Last Christmas I got really into decorating our house.  Lights and those shiny balls (so cheap, but pretty hanging from the ceiling or mounted in bowls), holly and burlap are among my Christmas decorating staples.  I really did let myself get stressed by the season.  With decorating, baking goodies, buying gifts, planning a trip (Gregg’s present last year was a quick trip to New York City), I missed the reason for the season.  (The perfect overused phrase for what happened–and it rhymes.)  I didn’t realize it until Christmas was over, so this year I’m taking a slightly different approach.

This season, I decorated, but I did it pretty quickly so as not to get consumed by it.  We aren’t getting gifts for as many family members this year as we did last year (this cuts down on stress).  The gifts I have purchased are ones that I’m excited about giving, and I haven’t spent too much money on everyone.  But, I’m also preparing.

I’m preparing for Christmas itself even though I’m really not sure how to do this.  Reading baby Jesus scripture, gazing at an Advent wreath…I’m not sure, those don’t feel quite right to me.  But, I’ve found a way to tie in preparing for a baby with preparing for Christmas.  This just occurred to me this morning.  The common denominator between the two (Christmas and pregnancy) is grace.  Grace.

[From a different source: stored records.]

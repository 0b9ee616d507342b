//! Model prompt construction

use crate::config::PromptSettings;
use crate::feedback::HistoryEntry;
use crate::language::Language;

/// Render the prompt for the next guess in `language`.
///
/// ```
/// use rival_engine::{HistoryEntry, Language, PromptSettings, build_prompt};
///
/// let settings = PromptSettings {
///     header: "<{lang}>".into(),
///     row: " {word}:{marks}".into(),
///     cue: " ".into(),
/// };
/// let history = [HistoryEntry::parse("crane", "GYXXX", Language::En, false).unwrap()];
/// assert_eq!(build_prompt(&settings, Language::En, &history), "<en> crane:GYXXX ");
/// ```
pub fn build_prompt(settings: &PromptSettings, language: Language, history: &[HistoryEntry]) -> String {
    let mut prompt = settings.header.replace("{lang}", language.code());
    for entry in history {
        prompt.push_str(
            &settings
                .row
                .replace("{word}", entry.word())
                .replace("{marks}", &entry.feedback().to_codes()),
        );
    }
    prompt.push_str(&settings.cue);
    prompt
}

#[cfg(test)]
mod tests {
    use super::*;

    #[test]
    fn test_empty_history() {
        let settings = PromptSettings {
            header: "[{lang}]\n".into(),
            row: "{word} {marks}\n".into(),
            cue: String::new(),
        };
        assert_eq!(build_prompt(&settings, Language::De, &[]), "[de]\n");
    }

    #[test]
    fn test_rows_in_order() {
        let settings = PromptSettings {
            header: String::new(),
            row: "{word}={marks};".into(),
            cue: ">".into(),
        };
        let history = vec![
            HistoryEntry::parse("crane", "XXXXX", Language::En, false).unwrap(),
            HistoryEntry::parse("pilot", "🟩⬛⬛🟨⬛", Language::En, false).unwrap(),
        ];
        assert_eq!(
            build_prompt(&settings, Language::En, &history),
            "crane=XXXXX;pilot=GXXYX;>"
        );
    }
}
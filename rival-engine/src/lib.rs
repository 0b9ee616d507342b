pub mod boss;
pub mod config;
pub mod constraints;
pub mod cooldown;
pub mod engine;
pub mod error;
pub mod feedback;
pub mod inference;
pub mod language;
pub mod opener;
pub mod prompt;
pub mod sampling;
pub mod tokenizer;
pub mod vocab;

pub use boss::{AnswerSource, BossMemory};
pub use config::{Difficulty, PromptSettings, Settings};
pub use constraints::{ConstraintModel, ConstraintState};
pub use cooldown::OpenerCooldown;
pub use engine::{GuessEngine, SharedCooldown};
pub use error::{EngineError, Result};
pub use feedback::{Feedback, HistoryEntry, Mark, parse_history};
pub use inference::{LoadedModels, SequenceModel, Strategy, TensorModel};
pub use language::{Language, WORD_LEN, normalize_word};
pub use opener::{OpenerChoice, OpenerSource, choose_opener, passes_gate};
pub use prompt::build_prompt;
pub use sampling::{PenaltyConfig, Sampler, SamplingParams};
pub use tokenizer::Tokenizer;
pub use vocab::{LanguageVocab, VocabMaps};
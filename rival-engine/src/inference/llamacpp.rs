//! llama.cpp based GGUF inference for the stateless strategy
//!
//! Enable with the `llamacpp` feature flag.

use std::num::NonZeroU32;
use std::path::Path;
use std::sync::OnceLock;

use llama_cpp_2::context::params::LlamaContextParams;
use llama_cpp_2::llama_backend::LlamaBackend;
use llama_cpp_2::llama_batch::LlamaBatch;
use llama_cpp_2::model::LlamaModel;
use llama_cpp_2::model::params::LlamaModelParams;
use llama_cpp_2::token::LlamaToken;
use tracing::info;

use crate::error::{EngineError, Result};
use crate::inference::tensor::SequenceModel;

/// Global llama.cpp backend (can only be initialized once)
static LLAMA_BACKEND: OnceLock<std::result::Result<LlamaBackend, String>> = OnceLock::new();

fn get_backend() -> Result<&'static LlamaBackend> {
    let result = LLAMA_BACKEND.get_or_init(|| {
        let mut backend = LlamaBackend::init().map_err(|e| e.to_string())?;
        backend.void_logs();
        Ok(backend)
    });
    match result {
        Ok(backend) => Ok(backend),
        Err(e) => Err(EngineError::ModelLoad(
            format!("Failed to initialize llama.cpp backend: {}", e).into(),
        )),
    }
}

/// GGUF model evaluated with a fresh context per call.
pub struct LlamaCppModel {
    model: LlamaModel,
    n_ctx: NonZeroU32,
    n_threads: u32,
}

impl LlamaCppModel {
    /// Load a GGUF model on the CPU.
    pub fn from_file<P: AsRef<Path>>(path: P, n_ctx: u32, n_threads: u32) -> Result<Self> {
        let backend = get_backend()?;
        info!("Loading GGUF model from {:?}", path.as_ref());

        let model_params = LlamaModelParams::default().with_n_gpu_layers(0);
        let model = LlamaModel::load_from_file(backend, path.as_ref(), &model_params)
            .map_err(|e| EngineError::ModelLoad(e.into()))?;
        let n_ctx = NonZeroU32::new(n_ctx)
            .ok_or_else(|| EngineError::ModelLoad("n_ctx must be non-zero".into()))?;

        Ok(Self {
            model,
            n_ctx,
            n_threads,
        })
    }

    fn context_params(&self) -> LlamaContextParams {
        let params = LlamaContextParams::default().with_n_ctx(Some(self.n_ctx));
        if self.n_threads > 0 {
            params
                .with_n_threads(self.n_threads as i32)
                .with_n_threads_batch(self.n_threads as i32)
        } else {
            params
        }
    }

    /// Process a token sequence and return the logits at the last position.
    fn eval_sequence(&self, tokens: &[LlamaToken]) -> Result<Vec<f32>> {
        let backend = get_backend()?;
        let mut ctx = self
            .model
            .new_context(backend, self.context_params())
            .map_err(|e| EngineError::Inference(e.into()))?;

        let mut batch = LlamaBatch::new(tokens.len().max(512), 1);
        for (i, token) in tokens.iter().enumerate() {
            let is_last = i == tokens.len() - 1;
            batch
                .add(*token, i as i32, &[0], is_last)
                .map_err(|e| EngineError::Inference(e.into()))?;
        }
        ctx.decode(&mut batch)
            .map_err(|e| EngineError::Inference(e.into()))?;

        Ok(ctx.get_logits().to_vec())
    }
}

impl SequenceModel for LlamaCppModel {
    fn name(&self) -> &str {
        "gguf"
    }

    fn logits(&mut self, tokens: &[u32]) -> Result<Vec<f32>> {
        if tokens.is_empty() {
            return Err(EngineError::Inference("empty token sequence".into()));
        }
        // keep the most recent tokens that fit the context
        let limit = self.n_ctx.get() as usize;
        let start = tokens.len().saturating_sub(limit);
        let tokens: Vec<LlamaToken> = tokens[start..]
            .iter()
            .map(|&id| LlamaToken(id as i32))
            .collect();
        self.eval_sequence(&tokens)
    }
}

Even though I’m not sure how to prepare for Christmas, I’ve been doing a lot of preparing for a baby coming our way.  When I ask moms for advice, (and I have been asking.  I’m usually not a fan of advice, but I’ve had little shame in asking about maternity clothes, baby gear, labor, reusable diapers, pumping, a side ways swinging swing versus a normal swinging swing, and motherhood in general.  The questions are endless.  I can’t get enough of this advice to be honest.  And, I know I’m not going to get all of the answers until, um, I guess never.)

One piece of advice that I’ve been holding onto is to give yourself grace. (Two examples are E’s posts  and Ashley’s post, another example being my good friend Anne Lamott.)  This is not my best attribute.  But these women are saying over and over, give yourself a break, cut yourself some slack, trust its all going to be okay.  Grace.  Grace.  Grace.  They are talking about those immediate post-baby months and forever after that, too.   So, I figure, I should go ahead and practice now.  Christmastime seems like a good time to start.

Now, how do I do that?  Again, not really sure.  Its a total change in thinking.  A different way of thinking about myself and looking at myself.  Lowering the standard for myself of what I should  do.  Should=my Arch enemy.  As I’m preparing for labor and preparing to be a parent, learning things like how to keep a baby from crying not-stop, etc., I’m also preparing to practice grace.  Anne Lamott talks about looking at yourself from the outside with absolute tenderness.  She describes how helpful this is.  This is how God looks at me/us, right?  So why shouldn’t I/we do the same for myself/ourselves?